In these bulletin articles, we’ve been going through a list of questions and answers contained in the Westminster Larger Catechism, published in the 17th Century. We’ve been looking at God’s law as summarised in the ten commandments. But right before the commandments, there is a preface: ‘I am the LORD your God, who brought you out of Egypt, out of the land of slavery’ (Exodus 20:2). Why is this preface there?

Firstly, the preface to God’s law reminds the Israelites that God’s character was displayed when he brought them out of slavery. When God brought the Israelites out of Egypt, God showed his sovereignty and power over creation, particularly in the ten plagues. God also revealed his righteousness, love, grace and mercy towards in taking the Israelites safely away from Egypt. Moses himself speaks of this display of God’s love: ‘But it was because the LORD loved you and kept the oath he swore to your forefathers that he brought you out with a mighty hand and redeemed you from the land of slavery, from the power of Pharaoh king of Egypt’ (Deuteronomy 7:8)

Secondly, the preface reminds the Israelites that God is now their God and they should be subject to him. God broke the rule of Egypt over Israel at the Exodus. But God did not tell the people to go and serve someone else. God redeemed them for him! David spoke of this in his prayer to the Lord: ‘How great you are, O Sovereign LORD! There is no one like you, and there is no God but you, as we have heard with our own ears. And who is like your people Israel– the one nation on earth that God went out to redeem as a people for himself, and to make a name for himself, and to perform great and awesome wonders by driving out nations and their gods from before your people, whom you redeemed from Egypt? You have established your people Israel as your very own forever, and you, O LORD, have become their God’ (2 Samuel 7:22-24).

So the preface to the ten commandments is most fitting. It gives God’s people motivation to be obedient to the law that follows. The people now belong to God and so God now has the right to tell them what to do.

And this principle still applies to God’s people today. Although no human alive today has been enslaved by Pharaoh in Egypt, everyone has been enslaved to sin. Yet God has redeemed some people from sin by the death of Christ at the cross. Paul said ‘Christ redeemed us from the curse of the law by becoming a curse for us’ (Galatians. 3:13).

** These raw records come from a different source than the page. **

// Copyright (c) 2025 Steve Wagner (ciroque@live.com)
// SPDX-License-Identifier: MIT

//! Message types for pipeline construction and forward passes.
//!
//! This module contains message types for logging events related to:
//! * Pipeline instantiation from a bundle
//! * Forward pass lifecycle (start, completion, failure)

use crate::observability::messages::StructuredLog;
use std::fmt::{Display, Formatter};
use tracing::Span;

/// Pipeline built and ready for forward passes.
///
/// # Log Level
/// `info!` - Important operational event
///
/// # Example
/// ```
/// use stagecraft::observability::messages::engine::PipelineBuilt;
///
/// let msg = PipelineBuilt {
///     bundle: "shout-backwards",
///     stage_count: 2,
///     output_stage: "reverse",
/// };
///
/// tracing::info!("{}", msg);
/// ```
pub struct PipelineBuilt<'a> {
    pub bundle: &'a str,
    pub stage_count: usize,
    pub output_stage: &'a str,
}

impl Display for PipelineBuilt<'_> {
    fn fmt(&self, f: &mut Formatter) -> std::fmt::Result {
        write!(
            f,
            "Built pipeline from bundle '{}': {} stages, output='{}'",
            self.bundle, self.stage_count, self.output_stage
        )
    }
}

impl StructuredLog for PipelineBuilt<'_> {
    fn log(&self) {
        tracing::info!(
            bundle = self.bundle,
            stage_count = self.stage_count,
            output_stage = self.output_stage,
            "{}", self
        );
    }

    fn span(&self, name: &str) -> Span {
        tracing::info_span!(
            "pipeline_built",
            span_name = name,
            bundle = self.bundle,
            stage_count = self.stage_count,
        )
    }
}

/// Pipeline construction failed.
///
/// # Log Level
/// `error!` - Failure requiring attention
pub struct PipelineBuildFailed<'a> {
    pub bundle: &'a str,
    pub error: &'a dyn std::error::Error,
}

impl Display for PipelineBuildFailed<'_> {
    fn fmt(&self, f: &mut Formatter) -> std::fmt::Result {
        write!(
            f,
            "Failed to build pipeline from bundle '{}': {}",
            self.bundle, self.error
        )
    }
}

impl StructuredLog for PipelineBuildFailed<'_> {
    fn log(&self) {
        tracing::error!(
            bundle = self.bundle,
            error = %self.error,
            "{}", self
        );
    }

    fn span(&self, name: &str) -> Span {
        tracing::error_span!(
            "pipeline_build_failed",
            span_name = name,
            bundle = self.bundle,
        )
    }
}

/// Forward pass started.
///
/// # Log Level
/// `debug!` - Emitted once per pass, too chatty for `info!`
///
/// # Example
/// ```
/// use stagecraft::observability::messages::engine::ForwardStarted;
///
/// let msg = ForwardStarted {
///     bundle: "shout-backwards",
///     stage_count: 2,
///     input_size: 5,
/// };
///
/// tracing::debug!("{}", msg);
/// ```
pub struct ForwardStarted<'a> {
    pub bundle: &'a str,
    pub stage_count: usize,
    pub input_size: usize,
}

impl Display for ForwardStarted<'_> {
    fn fmt(&self, f: &mut Formatter) -> std::fmt::Result {
        write!(
            f,
            "Forward pass started on '{}': {} stages, input_size={} bytes",
            self.bundle, self.stage_count, self.input_size
        )
    }
}

impl StructuredLog for ForwardStarted<'_> {
    fn log(&self) {
        tracing::debug!(
            bundle = self.bundle,
            stage_count = self.stage_count,
            input_size = self.input_size,
            "{}", self
        );
    }

    fn span(&self, name: &str) -> Span {
        tracing::info_span!(
            "forward",
            span_name = name,
            bundle = self.bundle,
            stage_count = self.stage_count,
            input_size = self.input_size,
        )
    }
}

/// Forward pass completed.
///
/// # Log Level
/// `debug!`
pub struct ForwardCompleted<'a> {
    pub bundle: &'a str,
    pub output_size: usize,
    pub duration: std::time::Duration,
}

impl Display for ForwardCompleted<'_> {
    fn fmt(&self, f: &mut Formatter) -> std::fmt::Result {
        write!(
            f,
            "Forward pass on '{}' completed: output={} bytes in {:?}",
            self.bundle, self.output_size, self.duration
        )
    }
}

impl StructuredLog for ForwardCompleted<'_> {
    fn log(&self) {
        tracing::debug!(
            bundle = self.bundle,
            output_size = self.output_size,
            duration_ms = self.duration.as_millis() as u64,
            "{}", self
        );
    }

    fn span(&self, name: &str) -> Span {
        tracing::info_span!(
            "forward_completed",
            span_name = name,
            bundle = self.bundle,
            duration = ?self.duration,
        )
    }
}

/// Forward pass halted by an error.
///
/// # Log Level
/// `warn!` - The pipeline stays usable; the caller receives the error
pub struct ForwardFailed<'a> {
    pub bundle: &'a str,
    pub error: &'a dyn std::error::Error,
}

impl Display for ForwardFailed<'_> {
    fn fmt(&self, f: &mut Formatter) -> std::fmt::Result {
        write!(f, "Forward pass on '{}' failed: {}", self.bundle, self.error)
    }
}

impl StructuredLog for ForwardFailed<'_> {
    fn log(&self) {
        tracing::warn!(
            bundle = self.bundle,
            error = %self.error,
            "{}", self
        );
    }

    fn span(&self, name: &str) -> Span {
        tracing::warn_span!("forward_failed", span_name = name, bundle = self.bundle)
    }
}
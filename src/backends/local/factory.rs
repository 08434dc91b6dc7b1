// Copyright (c) 2025 Steve Wagner (ciroque@live.com)
// SPDX-License-Identifier: MIT

use crate::config::StageRegistry;
use crate::traits::Stage;

use super::stages::*;

/// Built-in stage type identifiers and their constructors.
///
/// - "upper" / "lower" / "title" -> ChangeTextCaseStage
/// - "reverse" -> ReverseTextStage
/// - "prefix_suffix" -> PrefixSuffixAdderStage (config `prefix`, `suffix`)
/// - "token_count" -> TokenCounterStage
/// - "concat" -> ConcatenateStage (config `separator`)
/// - "json_field" -> JsonFieldStage (config `field`)
/// - "lexicon" -> LexiconStage (config `resource`)
/// - "passthrough" -> PassthroughStage
const BUILTINS: [(&str, fn() -> Box<dyn Stage>); 10] = [
    ("upper", || -> Box<dyn Stage> { Box::new(ChangeTextCaseStage::upper()) }),
    ("lower", || -> Box<dyn Stage> { Box::new(ChangeTextCaseStage::lower()) }),
    ("title", || -> Box<dyn Stage> { Box::new(ChangeTextCaseStage::title()) }),
    ("reverse", || -> Box<dyn Stage> { Box::new(ReverseTextStage::new()) }),
    ("prefix_suffix", || -> Box<dyn Stage> { Box::new(PrefixSuffixAdderStage::default()) }),
    ("token_count", || -> Box<dyn Stage> { Box::new(TokenCounterStage::new()) }),
    ("concat", || -> Box<dyn Stage> { Box::new(ConcatenateStage::default()) }),
    ("json_field", || -> Box<dyn Stage> { Box::new(JsonFieldStage::default()) }),
    ("lexicon", || -> Box<dyn Stage> { Box::new(LexiconStage::default()) }),
    ("passthrough", || -> Box<dyn Stage> { Box::new(PassthroughStage) }),
];

/// Register every built-in stage type with `registry`.
pub fn register_builtins(registry: &mut StageRegistry) {
    for (type_id, constructor) in BUILTINS {
        registry.register(type_id, constructor);
    }
}

/// List all built-in stage type identifiers
pub fn list_available_types() -> Vec<&'static str> {
    BUILTINS.iter().map(|(type_id, _)| *type_id).collect()
}

/// Check if a built-in stage type exists
pub fn is_type_available(type_id: &str) -> bool {
    BUILTINS.iter().any(|(id, _)| *id == type_id)
}
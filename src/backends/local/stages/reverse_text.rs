// Copyright (c) 2025 Steve Wagner (ciroque@live.com)
// SPDX-License-Identifier: MIT

use async_trait::async_trait;

use super::single_input;
use crate::errors::StageError;
use crate::traits::{Signature, Stage};
use crate::value::{Value, ValueType};

/// Reverse Text stage - reverses the characters of its input
pub struct ReverseTextStage;

impl ReverseTextStage {
    pub fn new() -> Self {
        Self
    }
}

impl Default for ReverseTextStage {
    fn default() -> Self {
        Self::new()
    }
}

#[async_trait]
impl Stage for ReverseTextStage {
    async fn execute(&self, inputs: Vec<Value>) -> Result<Value, StageError> {
        let text = single_input(self.name(), inputs)?.try_into_text()?;
        Ok(Value::from(text.chars().rev().collect::<String>()))
    }

    fn signature(&self) -> Signature {
        Signature::new(ValueType::Bytes, ValueType::Bytes)
    }

    fn name(&self) -> &'static str {
        "reverse_text"
    }
}

#[cfg(test)]
mod tests {
    use super::*;

    #[tokio::test]
    async fn test_reverse_text() {
        let test_cases = vec![
            ("hello", "olleh"),
            ("HELLO", "OLLEH"),
            ("", ""),
            ("a", "a"),
            ("héllo wörld", "dlröw olléh"),
        ];

        let stage = ReverseTextStage::new();
        for (input, expected) in test_cases {
            let output = stage.execute(vec![Value::from(input)]).await.unwrap();
            assert_eq!(output, Value::from(expected));
        }
    }
}
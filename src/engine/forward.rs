// Copyright (c) 2025 Steve Wagner (ciroque@live.com)
// SPDX-License-Identifier: MIT

use std::time::Instant;

use tracing::Instrument;

use crate::config::consts::EXTERNAL_INPUT;
use crate::engine::pipeline::{EdgeSource, PipelineInstance, StageNode};
use crate::errors::{ExecutionError, StageError};
use crate::observability::messages::engine::{ForwardCompleted, ForwardFailed, ForwardStarted};
use crate::observability::messages::stage::{StageExecutionCompleted, StageExecutionFailed};
use crate::observability::messages::StructuredLog;
use crate::value::{Encoding, Value};

/// Observes every stage output during a forward pass.
pub trait Tap: Send + Sync {
    fn observe(&self, stage: &str, value: &Value);
}

impl<F> Tap for F
where
    F: Fn(&str, &Value) + Send + Sync,
{
    fn observe(&self, stage: &str, value: &Value) {
        self(stage, value)
    }
}

/// Runs forward passes over pipeline instances.
///
/// Stages execute one at a time in the instance's fixed order. Values produced
/// during a pass live in a pass-local slot vector, so any number of passes may
/// run on the same instance at once. The first failure halts the pass and its
/// partial results are dropped; the instance itself is unaffected.
#[derive(Debug, Clone, Copy, Default)]
pub struct ExecutionEngine;

impl ExecutionEngine {
    pub fn new() -> Self {
        Self
    }

    /// Decode a boundary payload and run one pass.
    ///
    /// `encoding` must match the pipeline's declared input encoding. `None`
    /// input fails with [`ExecutionError::MissingExternalInput`] once a stage
    /// needs it.
    pub async fn forward(
        &self,
        pipeline: &PipelineInstance,
        input: Option<&[u8]>,
        encoding: Encoding,
    ) -> Result<Value, ExecutionError> {
        if encoding != pipeline.input_encoding() {
            return Err(ExecutionError::InvalidEncoding {
                reason: format!(
                    "pipeline expects {} input, got {}",
                    pipeline.input_encoding(),
                    encoding
                ),
            });
        }

        let external = input
            .map(|bytes| Value::decode(bytes, encoding))
            .transpose()
            .map_err(|e| ExecutionError::InvalidEncoding {
                reason: format!("input is not valid JSON: {}", e),
            })?;

        self.run(pipeline, external, None).await
    }

    /// Run one pass on an already-decoded input value.
    pub async fn forward_value(
        &self,
        pipeline: &PipelineInstance,
        input: Value,
    ) -> Result<Value, ExecutionError> {
        self.check_value_encoding(pipeline, &input)?;
        self.run(pipeline, Some(input), None).await
    }

    /// Like [`forward_value`](Self::forward_value), reporting each stage's output to `tap`.
    pub async fn forward_with_tap(
        &self,
        pipeline: &PipelineInstance,
        input: Value,
        tap: &dyn Tap,
    ) -> Result<Value, ExecutionError> {
        self.check_value_encoding(pipeline, &input)?;
        self.run(pipeline, Some(input), Some(tap)).await
    }

    fn check_value_encoding(
        &self,
        pipeline: &PipelineInstance,
        input: &Value,
    ) -> Result<(), ExecutionError> {
        if pipeline.input_encoding().value_type() != input.value_type() {
            return Err(ExecutionError::InvalidEncoding {
                reason: format!(
                    "pipeline expects {} input, got {}",
                    pipeline.input_encoding(),
                    input.value_type()
                ),
            });
        }
        Ok(())
    }

    async fn run(
        &self,
        pipeline: &PipelineInstance,
        external: Option<Value>,
        tap: Option<&dyn Tap>,
    ) -> Result<Value, ExecutionError> {
        let bundle = pipeline.bundle().name();
        let started = ForwardStarted {
            bundle,
            stage_count: pipeline.nodes().len(),
            input_size: external.as_ref().map(encoded_len).unwrap_or(0),
        };
        let span = started.span("forward");
        started.log();
        let start_time = Instant::now();

        let result = self
            .run_stages(pipeline, external, tap)
            .instrument(span)
            .await;

        match &result {
            Ok(output) => ForwardCompleted {
                bundle,
                output_size: encoded_len(output),
                duration: start_time.elapsed(),
            }
            .log(),
            Err(error) => ForwardFailed { bundle, error }.log(),
        }
        result
    }

    async fn run_stages(
        &self,
        pipeline: &PipelineInstance,
        external: Option<Value>,
        tap: Option<&dyn Tap>,
    ) -> Result<Value, ExecutionError> {
        let nodes = pipeline.nodes();
        let mut slots: Vec<Option<Value>> = vec![None; nodes.len()];

        for (position, node) in nodes.iter().enumerate() {
            let inputs = gather_inputs(node, nodes, &slots, external.as_ref())?;
            let input_count = inputs.len();
            let start_time = Instant::now();

            let output = node
                .stage
                .execute(inputs)
                .await
                .map_err(|cause| stage_failure(node, cause))?;

            if !node.output_type.admits(&output) {
                return Err(stage_failure(
                    node,
                    StageError::new(format!(
                        "produced {} output, declared {}",
                        output.value_type(),
                        node.output_type
                    )),
                ));
            }

            StageExecutionCompleted {
                stage: &node.name,
                input_count,
                duration: start_time.elapsed(),
            }
            .log();

            if let Some(tap) = tap {
                tap.observe(&node.name, &output);
            }
            slots[position] = Some(output);
        }

        slots
            .get_mut(pipeline.output_index())
            .and_then(Option::take)
            .ok_or_else(|| ExecutionError::StageFailure {
                stage: pipeline.output_stage().to_string(),
                cause: StageError::new("output stage produced no value"),
            })
    }
}

fn gather_inputs(
    node: &StageNode,
    nodes: &[StageNode],
    slots: &[Option<Value>],
    external: Option<&Value>,
) -> Result<Vec<Value>, ExecutionError> {
    let mut inputs = Vec::with_capacity(node.inputs.len());

    for edge in &node.inputs {
        let (value, producer) = match *edge {
            EdgeSource::External => (
                external.ok_or_else(|| ExecutionError::MissingExternalInput {
                    stage: node.name.clone(),
                })?,
                EXTERNAL_INPUT,
            ),
            EdgeSource::Stage(position) => (
                slots
                    .get(position)
                    .and_then(Option::as_ref)
                    .ok_or_else(|| {
                        stage_failure(node, StageError::new("upstream value unavailable"))
                    })?,
                nodes[position].name.as_str(),
            ),
        };

        if !node.input_type.admits(value) {
            return Err(stage_failure(
                node,
                StageError::new(format!(
                    "expected {} input from '{}', got {}",
                    node.input_type,
                    producer,
                    value.value_type()
                )),
            ));
        }
        inputs.push(value.clone());
    }

    Ok(inputs)
}

fn stage_failure(node: &StageNode, cause: StageError) -> ExecutionError {
    StageExecutionFailed {
        stage: &node.name,
        error: &cause,
    }
    .log();
    ExecutionError::StageFailure {
        stage: node.name.clone(),
        cause,
    }
}

fn encoded_len(value: &Value) -> usize {
    match value {
        Value::Bytes(bytes) => bytes.len(),
        Value::Structured(document) => document.to_string().len(),
    }
}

Thus Paul is quick to point out that Christians should live according to the commandments of the new master, Jesus Christ. He writes ‘For the grace of God that brings salvation has appeared to all men. It teaches us to say “No” to ungodliness and worldly passions, and to live self-controlled, upright and godly lives in this present age, while we wait for the blessed hope– the glorious appearing of our great God and Savior, Jesus Christ, who gave himself for us to redeem us from all wickedness and to purify for himself a people that are his very own, eager to do what is good’ (Titus 2:11-14).

So do you keep God’s law because you have received grace through Jesus Christ? Or are you trying to keep the law for another reason?